Arthritis-related B cell epitopes in collagen II are conformation-dependent and sterically privileged in accessible sites of cartilage collagen fibrils

In collagen-induced arthritis, a murine autoimmune model for rheumatoid arthritis, immunization with native but not heat-denatured cartilage-specific collagen type II (CII) induces a B cell response that largely contributes to arthritogenicity. Previously, we have shown that monoclonal antibodies established from arthritis prone DBA/1 mice require the triple-helical conformation of their epitopes for antigen recognition. Here, we present a novel approach to characterize arthritis-related conformational epitopes by preparing a panel of 130 chimeric collagen X/CII molecules. The insertion of a series of CII cassettes into the triple-helical recombinant collagen X allowed for the first time the identification of five triple-helical immunodominant domains of 5-11 amino acid length, to which 75% of 36 monoclonal antibodies bound.

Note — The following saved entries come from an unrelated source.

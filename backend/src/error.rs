//! Error handling for the Crop Advisor server
//!
//! Every failure that reaches the request boundary becomes a `500` with a
//! JSON body of the form `{"error": "<message>"}`.

use axum::{
    http::StatusCode,
    response::{IntoResponse, Response},
    Json,
};
use serde::Serialize;
use shared::{InputError, LookupError, TaxonomyError};
use thiserror::Error;

use crate::classifier::InferenceError;
use crate::services::preprocess::DecodeError;

/// Application error types
#[derive(Error, Debug)]
pub enum AppError {
    #[error(transparent)]
    Input(#[from] InputError),

    #[error(transparent)]
    Decode(#[from] DecodeError),

    #[error(transparent)]
    Inference(#[from] InferenceError),

    #[error(transparent)]
    Lookup(#[from] LookupError),

    #[error(transparent)]
    Taxonomy(#[from] TaxonomyError),

    #[error("Internal server error: {0}")]
    Internal(String),
}

impl AppError {
    /// Stable error code, used in logs
    pub fn code(&self) -> &'static str {
        match self {
            AppError::Input(_) => "INPUT_ERROR",
            AppError::Decode(_) => "DECODE_ERROR",
            AppError::Inference(_) => "INFERENCE_ERROR",
            AppError::Lookup(_) => "LOOKUP_ERROR",
            AppError::Taxonomy(_) => "TAXONOMY_ERROR",
            AppError::Internal(_) => "INTERNAL_ERROR",
        }
    }
}

/// Error response structure
#[derive(Serialize)]
pub struct ErrorResponse {
    pub error: String,
}

impl IntoResponse for AppError {
    fn into_response(self) -> Response {
        // Log the error for debugging
        tracing::error!(code = self.code(), "Error: {:?}", self);

        (
            StatusCode::INTERNAL_SERVER_ERROR,
            Json(ErrorResponse {
                error: self.to_string(),
            }),
        )
            .into_response()
    }
}

/// Result type alias for handlers
pub type AppResult<T> = Result<T, AppError>;
//! Business logic services for the Crop Advisor platform

pub mod classification;
pub mod diagnostic;
pub mod preprocess;
pub mod recommendation;

pub use classification::ClassificationService;
pub use diagnostic::DiagnosticService;
pub use preprocess::ImagePreprocessor;
pub use recommendation::RecommendationService;
//! Test doubles shared by the integration tests

#![allow(dead_code)]

use std::sync::atomic::{AtomicUsize, Ordering};
use std::sync::Arc;
use std::time::Duration;

use async_trait::async_trait;
use crop_advisor_backend::classifier::{
    DiseaseModel, InferenceError, ModelLoader, ProbabilityVector,
};
use crop_advisor_backend::services::preprocess::ImageTensor;
use image::{DynamicImage, ImageBuffer, ImageFormat, Rgb};

/// Model that returns the same probabilities for every input
pub struct FixedModel {
    pub probabilities: Vec<f32>,
    pub input_shape: [usize; 4],
    pub delay: Duration,
}

impl DiseaseModel for FixedModel {
    fn input_shape(&self) -> [usize; 4] {
        self.input_shape
    }

    fn predict(&self, _input: &ImageTensor) -> Result<ProbabilityVector, InferenceError> {
        if !self.delay.is_zero() {
            std::thread::sleep(self.delay);
        }
        Ok(ProbabilityVector::new(self.probabilities.clone()))
    }
}

/// Loader that counts how often it is invoked
pub struct CountingLoader {
    pub loads: Arc<AtomicUsize>,
    pub load_delay: Duration,
    /// Number of initial loads that fail before one succeeds
    pub failures: usize,
    pub probabilities: Vec<f32>,
    pub input_shape: [usize; 4],
    pub inference_delay: Duration,
}

impl CountingLoader {
    pub fn new(probabilities: Vec<f32>) -> Self {
        Self {
            loads: Arc::new(AtomicUsize::new(0)),
            load_delay: Duration::from_millis(0),
            failures: 0,
            probabilities,
            input_shape: [1, 224, 224, 3],
            inference_delay: Duration::from_millis(0),
        }
    }

    pub fn with_load_delay(mut self, delay: Duration) -> Self {
        self.load_delay = delay;
        self
    }

    pub fn with_failures(mut self, failures: usize) -> Self {
        self.failures = failures;
        self
    }

    pub fn with_inference_delay(mut self, delay: Duration) -> Self {
        self.inference_delay = delay;
        self
    }

    pub fn load_count(&self) -> Arc<AtomicUsize> {
        Arc::clone(&self.loads)
    }
}

#[async_trait]
impl ModelLoader for CountingLoader {
    async fn load(&self) -> Result<Arc<dyn DiseaseModel>, InferenceError> {
        let attempt = self.loads.fetch_add(1, Ordering::SeqCst);
        if !self.load_delay.is_zero() {
            tokio::time::sleep(self.load_delay).await;
        }
        if attempt < self.failures {
            return Err(InferenceError::LoadFailed("artifact unavailable".to_string()));
        }
        Ok(Arc::new(FixedModel {
            probabilities: self.probabilities.clone(),
            input_shape: self.input_shape,
            delay: self.inference_delay,
        }))
    }
}

/// PNG-encoded solid colour image
pub fn png_bytes(width: u32, height: u32, pixel: [u8; 3]) -> Vec<u8> {
    let image = ImageBuffer::from_pixel(width, height, Rgb(pixel));
    let mut bytes = Vec::new();
    DynamicImage::ImageRgb8(image)
        .write_to(&mut std::io::Cursor::new(&mut bytes), ImageFormat::Png)
        .unwrap();
    bytes
}

/// A correctly shaped tensor of zeros
pub fn blank_tensor() -> ImageTensor {
    ImageTensor::from_shape([1, 224, 224, 3], vec![0.0; 224 * 224 * 3]).unwrap()
}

A consensus motif, "R G hydrophobic," was found in all immunodominant epitopes. The antibodies were encoded by a certain combination of V-genes in germline configuration, indicating a role of the consensus motif in V-gene selection. The immunodominant domains are spread over the entire monomeric CII molecule with no apparent order; however, a highly organized arrangement became apparent when the CII molecules were displayed in the quarter-staggered assembly within a fibril. This discrete epitope organization most likely reflects structural constraints that restrict the exposure of CII epitopes on the surface of heterotypically assembled cartilage fibrils. Thus, our data suggest a preimmune B cell selection process that is biased by the accessibility of CII determinants in the intact cartilage tissue.